Januar 2022. Hunderte Tote, tausende Verletzte, mehr als 10.000 Verhaftungen im Hort der Stabilität in Zentralasien: Kasachstan. In den Straßen russische Panzer, das politische Schwergewicht, der ehemalige, langjährige Präsident Nur-Sultan Nasarbajew, von entscheidenden Positionen abgesetzt. Unter der Erde große Mengen Öl, Gas und Seltene Erden.
Die Ereignisse in den ersten Wochen des Jahres kamen überraschend, sind bislang noch schwer in ihrer ganzen Abfolge und ihrem Ausmaß zu überblicken, Augenzeugenberichte unterscheiden sich erheblich voneinander, doch wir versuchen eine Einordnung mit Dr. Beate Eschment, Expertin für Zentralasien und wissenschaftliche Mitarbeiterin im Zentrum für Osteuropa und internationale Studien in Berlin (ZOiS).
Äußerst aggressive und bewaffnete Gruppierungen haben in der ersten Januar-Woche offensichtlich die zunächst friedlichen Demonstrationen gegen hohe Benzin-Preise und Korruption unterwandert. Aber war diese Aktion von langer Hand geplant, oder ist sie spontan entstanden? Welche Gruppierungen stehen im Einzelnen dahinter? Welche Rolle spielt der superreiche Nasarbajew-Schwiegersohn Kulibajew, welche der Prediger und Nasarbajew-Neffe Satylbaldi, der angeblich perspektivlose, junge Muslime aus den südlichen Provinzen mit Geld und Energy-Drinks zur Randale in Almaty verführt haben soll? Wer profitiert davon?
„Der Nasarbajew-Clan ist der Verlierer, der noch neue Präsident Tokajew ist der Gewinner, daraus würde ich aber nicht schließen, dass Tokajew dahintersteckt«. Das passe einfach nicht zu seinem gesamten Lebenslauf und Auftreten, so die Einschätzung von Dr. Beate Eschment im Gespräch mit Moderator Oliver Weilandt.

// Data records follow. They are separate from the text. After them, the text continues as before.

//! Saving a user cascades to the built contact and clears the dirty state on
//! both sides, under both update modes.

use tests::*;

use pretty_assertions::assert_eq;

fn save_clears_changes(options: SaveOptions) {
    let db = users_db();
    let mut user = db.entity("users").unwrap();

    user.set_attribute("firstname", "John").unwrap();
    assert_eq!(user.changed_attributes().len(), 1);

    let contact = user.parent("contact").unwrap().unwrap();
    assert_eq!(contact.borrow().changed_attributes().len(), 1);

    assert!(user.save_with(&db, options).unwrap());

    assert_eq!(user.changed_attributes().len(), 0);
    assert_eq!(contact.borrow().changed_attributes().len(), 0);
    assert!(!user.changed());
}

#[test]
fn save_clears_changes_with_partial_updates() {
    save_clears_changes(mode_options(UpdateMode::Changed));
}

#[test]
fn save_clears_changes_with_full_updates() {
    save_clears_changes(mode_options(UpdateMode::Full));
}

#[test]
fn save_without_validation_clears_changes() {
    save_clears_changes(SaveOptions {
        validate: false,
        mode: UpdateMode::Changed,
    });
}

#[test]
fn save_strict_clears_changes() {
    let db = users_db();
    let mut user = db.entity("users").unwrap();

    user.set_attribute("firstname", "John").unwrap();
    let contact = user.parent("contact").unwrap().unwrap();

    user.save_strict(&db).unwrap();

    assert_eq!(user.changed_attributes().len(), 0);
    assert_eq!(contact.borrow().changed_attributes().len(), 0);
}

#[test]
fn saving_assigns_keys_to_both_records() {
    let db = users_db();
    let mut user = db.entity("users").unwrap();

    user.set_attribute("firstname", "John").unwrap();
    assert_none!(user.key());

    user.save_strict(&db).unwrap();

    assert!(user.key().is_some());
    assert!(user.is_persisted());

    let contact = user.parent("contact").unwrap().unwrap();
    assert!(contact.borrow().key().is_some());
    assert!(contact.borrow().is_persisted());
    assert_eq!(
        user.attribute("contact_id").unwrap(),
        Value::Id(contact.borrow().key().cloned().unwrap())
    );
}

#[test]
fn saving_a_clean_persisted_user_is_a_no_op() {
    let db = users_db();
    let mut user = db.entity("users").unwrap();

    user.set_attribute("firstname", "John").unwrap();
    user.save_strict(&db).unwrap();

    assert!(user.save(&db).unwrap());
    assert!(!user.changed());
}
mod builder;
pub use builder::{Builder, Delegated, ModelBuilder};

mod field;
pub use field::{Field, FieldId};

mod model;
pub use model::{BelongsTo, Delegation, Model, ModelId};

/// The application schema: every model, association, and delegation mapping,
/// fully resolved and validated. Immutable once built.
#[derive(Debug)]
pub struct Schema {
    pub models: Vec<Model>,
}

impl Schema {
    pub fn builder() -> Builder {
        Builder::default()
    }

    pub fn model(&self, id: ModelId) -> &Model {
        &self.models[id.0]
    }

    pub fn model_by_name(&self, name: &str) -> Option<&Model> {
        self.models.iter().find(|model| model.name == name)
    }
}
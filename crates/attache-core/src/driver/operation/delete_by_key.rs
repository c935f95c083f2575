use super::Operation;

use crate::{schema::ModelId, stmt};

#[derive(Debug)]
pub struct DeleteByKey {
    /// Which model to delete from
    pub model: ModelId,

    /// Which key to delete
    pub key: stmt::Id,
}

impl From<DeleteByKey> for Operation {
    fn from(value: DeleteByKey) -> Self {
        Self::DeleteByKey(value)
    }
}
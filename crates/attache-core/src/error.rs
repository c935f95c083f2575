use std::fmt;

/// Return early with an ad-hoc [`Error`] built from format arguments.
#[macro_export]
macro_rules! bail {
    ($($arg:tt)*) => {
        return Err($crate::Error::from_args(format_args!($($arg)*)))
    };
}

/// Create an ad-hoc [`Error`] from format arguments.
#[macro_export]
macro_rules! err {
    ($($arg:tt)*) => {
        $crate::Error::from_args(format_args!($($arg)*))
    };
}

/// An error that can occur in Attache.
pub struct Error {
    kind: Box<ErrorKind>,
}

#[derive(Debug)]
enum ErrorKind {
    /// Catch-all for errors without a dedicated kind.
    Adhoc(String),

    /// Schema misconfiguration, reported when the schema is built, never at
    /// attribute access time.
    Schema(String),

    /// A record failed validation during save.
    Validation(String),

    /// A key lookup found nothing.
    RecordNotFound(String),

    /// A value could not be converted to the requested type.
    TypeConversion { value: String, target: &'static str },

    /// Bridge for errors produced outside this crate.
    Anyhow(anyhow::Error),
}

impl Error {
    #[doc(hidden)]
    pub fn from_args(args: fmt::Arguments<'_>) -> Self {
        ErrorKind::Adhoc(args.to_string()).into()
    }

    pub fn schema(msg: impl fmt::Display) -> Self {
        ErrorKind::Schema(msg.to_string()).into()
    }

    pub fn validation(msg: impl fmt::Display) -> Self {
        ErrorKind::Validation(msg.to_string()).into()
    }

    pub fn record_not_found(msg: impl fmt::Display) -> Self {
        ErrorKind::RecordNotFound(msg.to_string()).into()
    }

    pub fn type_conversion(value: &crate::stmt::Value, target: &'static str) -> Self {
        ErrorKind::TypeConversion {
            value: value.variant_name().to_string(),
            target,
        }
        .into()
    }

    pub fn is_schema(&self) -> bool {
        matches!(*self.kind, ErrorKind::Schema(_))
    }

    pub fn is_validation(&self) -> bool {
        matches!(*self.kind, ErrorKind::Validation(_))
    }

    pub fn is_record_not_found(&self) -> bool {
        matches!(*self.kind, ErrorKind::RecordNotFound(_))
    }
}

impl fmt::Display for Error {
    fn fmt(&self, f: &mut fmt::Formatter<'_>) -> fmt::Result {
        use self::ErrorKind::*;

        match &*self.kind {
            Adhoc(msg) => f.write_str(msg),
            Schema(msg) => write!(f, "invalid schema: {msg}"),
            Validation(msg) => write!(f, "validation failed: {msg}"),
            RecordNotFound(msg) => write!(f, "record not found: {msg}"),
            TypeConversion { value, target } => {
                write!(f, "cannot convert {value} to {target}")
            }
            Anyhow(err) => fmt::Display::fmt(err, f),
        }
    }
}

impl fmt::Debug for Error {
    fn fmt(&self, f: &mut fmt::Formatter<'_>) -> fmt::Result {
        if f.alternate() {
            f.debug_struct("Error").field("kind", &self.kind).finish()
        } else {
            fmt::Display::fmt(self, f)
        }
    }
}

impl std::error::Error for Error {
    fn source(&self) -> Option<&(dyn std::error::Error + 'static)> {
        match &*self.kind {
            ErrorKind::Anyhow(err) => Some(err.as_ref()),
            _ => None,
        }
    }
}

impl From<ErrorKind> for Error {
    fn from(kind: ErrorKind) -> Error {
        Error {
            kind: Box::new(kind),
        }
    }
}

impl From<anyhow::Error> for Error {
    fn from(err: anyhow::Error) -> Error {
        Error::from(ErrorKind::Anyhow(err))
    }
}
mod belongs_to;
pub use belongs_to::BelongsTo;
pub mod operation;
pub use operation::Operation;

mod response;
pub use response::{Response, Rows};

use crate::{schema::Schema, Result};

use std::fmt::Debug;

/// The storage contract. Synchronous: every operation runs to completion
/// before returning.
pub trait Driver: Debug + 'static {
    /// Register the schema with the driver.
    fn register_schema(&mut self, schema: &Schema) -> Result<()>;

    /// Execute a storage operation.
    fn exec(&mut self, schema: &Schema, op: Operation) -> Result<Response>;

    /// Clear all stored data.
    fn reset(&mut self, schema: &Schema) -> Result<()>;
}
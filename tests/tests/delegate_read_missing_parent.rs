//! Reading delegated attributes before any association exists: every getter
//! yields the neutral value and nothing reports dirty.

use tests::*;

use pretty_assertions::assert_eq;

#[test]
fn reading_with_no_contact_yields_null() {
    let db = users_db();
    let user = db.entity("users").unwrap();

    assert_eq!(user.attribute("firstname").unwrap(), Value::Null);
    assert_eq!(user.attribute("lastname").unwrap(), Value::Null);
}

#[test]
fn was_is_null_with_no_contact() {
    let db = users_db();
    let user = db.entity("users").unwrap();

    assert_eq!(user.attribute_was("firstname").unwrap(), Value::Null);
}

#[test]
fn nothing_is_changed_with_no_contact() {
    let db = users_db();
    let user = db.entity("users").unwrap();

    assert!(!user.attribute_changed("firstname").unwrap());
    assert_none!(user.attribute_change("firstname").unwrap());
    assert!(!user.changed());
    assert_eq!(user.changed_attributes().len(), 0);
}

#[test]
fn the_association_slot_stays_empty_on_reads() {
    let db = users_db();
    let user = db.entity("users").unwrap();

    user.attribute("firstname").unwrap();
    user.attribute_was("firstname").unwrap();
    assert_none!(user.parent("contact").unwrap());
}

#[test]
fn unknown_attribute_is_a_schema_error() {
    let db = users_db();
    let user = db.entity("users").unwrap();

    let err = assert_err!(user.attribute("nickname"));
    assert!(err.is_schema(), "{err}");
}
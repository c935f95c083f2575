use super::{Field, FieldId};

use std::fmt;

#[derive(Copy, Clone, Eq, PartialEq, Hash)]
pub struct ModelId(pub usize);

#[derive(Debug, Clone)]
pub struct Model {
    /// Uniquely identifies the model within the schema
    pub id: ModelId,

    /// Name of the model
    pub name: String,

    /// Fields contained by the model
    pub fields: Vec<Field>,

    /// Index of the primary-key field
    pub primary_key: usize,

    /// Belongs-to associations declared on the model
    pub associations: Vec<BelongsTo>,

    /// The delegation mapping table: one entry per attribute this model
    /// exposes on behalf of an associated model. Established at build time,
    /// immutable afterwards.
    pub delegations: Vec<Delegation>,
}

/// A belongs-to association: this model holds a foreign key referencing the
/// target model's primary key.
#[derive(Debug, Clone)]
pub struct BelongsTo {
    /// Name of the association
    pub name: String,

    /// The associated model
    pub target: ModelId,

    /// Index of the foreign-key field on the owning model
    pub foreign_key: usize,

    /// Saving the owner cascades to the associated record. Forced on for
    /// associations that are the target of a delegation.
    pub autosave: bool,
}

/// One entry of a model's delegation mapping table.
#[derive(Debug, Clone)]
pub struct Delegation {
    /// The attribute name exposed on the delegating model
    pub attribute: String,

    /// Index into the model's associations
    pub association: usize,

    /// The backing field on the associated model
    pub target: FieldId,
}

impl Model {
    pub fn field(&self, field: FieldId) -> &Field {
        assert_eq!(self.id, field.model);
        &self.fields[field.index]
    }

    pub fn field_by_name(&self, name: &str) -> Option<&Field> {
        self.fields.iter().find(|field| field.name == name)
    }

    pub fn field_index(&self, name: &str) -> Option<usize> {
        self.fields.iter().position(|field| field.name == name)
    }

    pub fn primary_key_field(&self) -> &Field {
        &self.fields[self.primary_key]
    }

    pub fn association_by_name(&self, name: &str) -> Option<(usize, &BelongsTo)> {
        self.associations
            .iter()
            .enumerate()
            .find(|(_, association)| association.name == name)
    }

    /// Look up the delegation mapping entry for an attribute name, if any.
    pub fn delegation(&self, attribute: &str) -> Option<&Delegation> {
        self.delegations
            .iter()
            .find(|delegation| delegation.attribute == attribute)
    }

    pub fn delegated_attributes(&self) -> impl Iterator<Item = &str> + '_ {
        self.delegations
            .iter()
            .map(|delegation| delegation.attribute.as_str())
    }
}

impl fmt::Debug for ModelId {
    fn fmt(&self, fmt: &mut fmt::Formatter<'_>) -> fmt::Result {
        write!(fmt, "ModelId({})", self.0)
    }
}
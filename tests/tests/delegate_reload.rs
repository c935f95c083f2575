//! Reload re-fetches both sides, discards unsaved values, and leaves both
//! change sets empty.

use tests::*;

use pretty_assertions::assert_eq;
use std::rc::Rc;

#[test]
fn reload_discards_unsaved_delegated_changes() {
    let db = users_db();
    let mut user = db.entity("users").unwrap();

    user.set_attribute("firstname", "John").unwrap();
    user.save_strict(&db).unwrap();

    user.set_attribute("firstname", "Bob").unwrap();
    assert_eq!(user.changed_attributes().len(), 1);

    let contact = user.parent("contact").unwrap().unwrap();
    assert_eq!(contact.borrow().changed_attributes().len(), 1);

    user.reload(&db).unwrap();

    assert_eq!(user.attribute("firstname").unwrap(), Value::from("John"));
    assert_eq!(user.changed_attributes().len(), 0);
    assert_eq!(contact.borrow().changed_attributes().len(), 0);
}

#[test]
fn reload_preserves_the_contact_identity() {
    let db = users_db();
    let mut user = db.entity("users").unwrap();

    user.set_attribute("firstname", "John").unwrap();
    user.save_strict(&db).unwrap();
    let before = user.parent("contact").unwrap().unwrap();

    user.reload(&db).unwrap();
    let after = user.parent("contact").unwrap().unwrap();

    assert!(Rc::ptr_eq(&before, &after));
}

#[test]
fn reload_drops_a_never_saved_contact() {
    let db = users_db();
    let mut user = db.entity("users").unwrap();

    user.set_attribute("login", "jsmith").unwrap();
    user.save_strict(&db).unwrap();

    // Builds an in-memory contact that is never persisted.
    user.set_attribute("firstname", "Bob").unwrap();
    assert!(user.parent("contact").unwrap().is_some());

    user.reload(&db).unwrap();

    assert_none!(user.parent("contact").unwrap());
    assert_eq!(user.attribute("firstname").unwrap(), Value::Null);
}

#[test]
fn reload_before_save_is_record_not_found() {
    let db = users_db();
    let mut user = db.entity("users").unwrap();

    let err = assert_err!(user.reload(&db));
    assert!(err.is_record_not_found(), "{err}");
}
use chrono::{DateTime, Datelike, NaiveDate, Utc};

/// 曜日のポルトガル語の略称。月曜始まり。
const WEEKDAY_ABBREVS: [&str; 7] = ["seg", "ter", "qua", "qui", "sex", "sab", "dom"];

/// 現在のUTC時間を取得する。
#[cfg(not(test))]
pub fn now() -> DateTime<Utc> {
    Utc::now()
}

/// 秒数を`HH:MM:SS`形式の文字列にフォーマットする。
///
/// 小数点以下の秒は切り捨てる。負の値は0秒として扱う。
///
/// # Examples
///
/// ```
/// assert_eq!(format_duration(3661.0), "01:01:01");
/// ```
pub fn format_duration(seconds: f64) -> String {
    let total_seconds = seconds.max(0.0) as u64;
    let hours = total_seconds / 3600;
    let minutes = (total_seconds % 3600) / 60;
    let seconds = total_seconds % 60;

    format!("{:02}:{:02}:{:02}", hours, minutes, seconds)
}

/// 日付に対応する曜日の略称を返す。
pub fn weekday_abbrev(date: NaiveDate) -> &'static str {
    WEEKDAY_ABBREVS[date.weekday().num_days_from_monday() as usize]
}


#[cfg(test)]
pub use mock_datetime::now;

Auch die Liste der innenpolitischen Aufgaben von Präsident Tokajew ist lang: Sozioökonomische Fortschritte, Überwindung der Spaltung zwischen Nord und Süd, Einführung echter Wahlen. Eschment ist überzeugt, Tokajew wird nur ein Übergangspräsident Kasachstans sein – in einer Region, in der die großen Player nicht die USA und Europa, sondern Russland und China sind.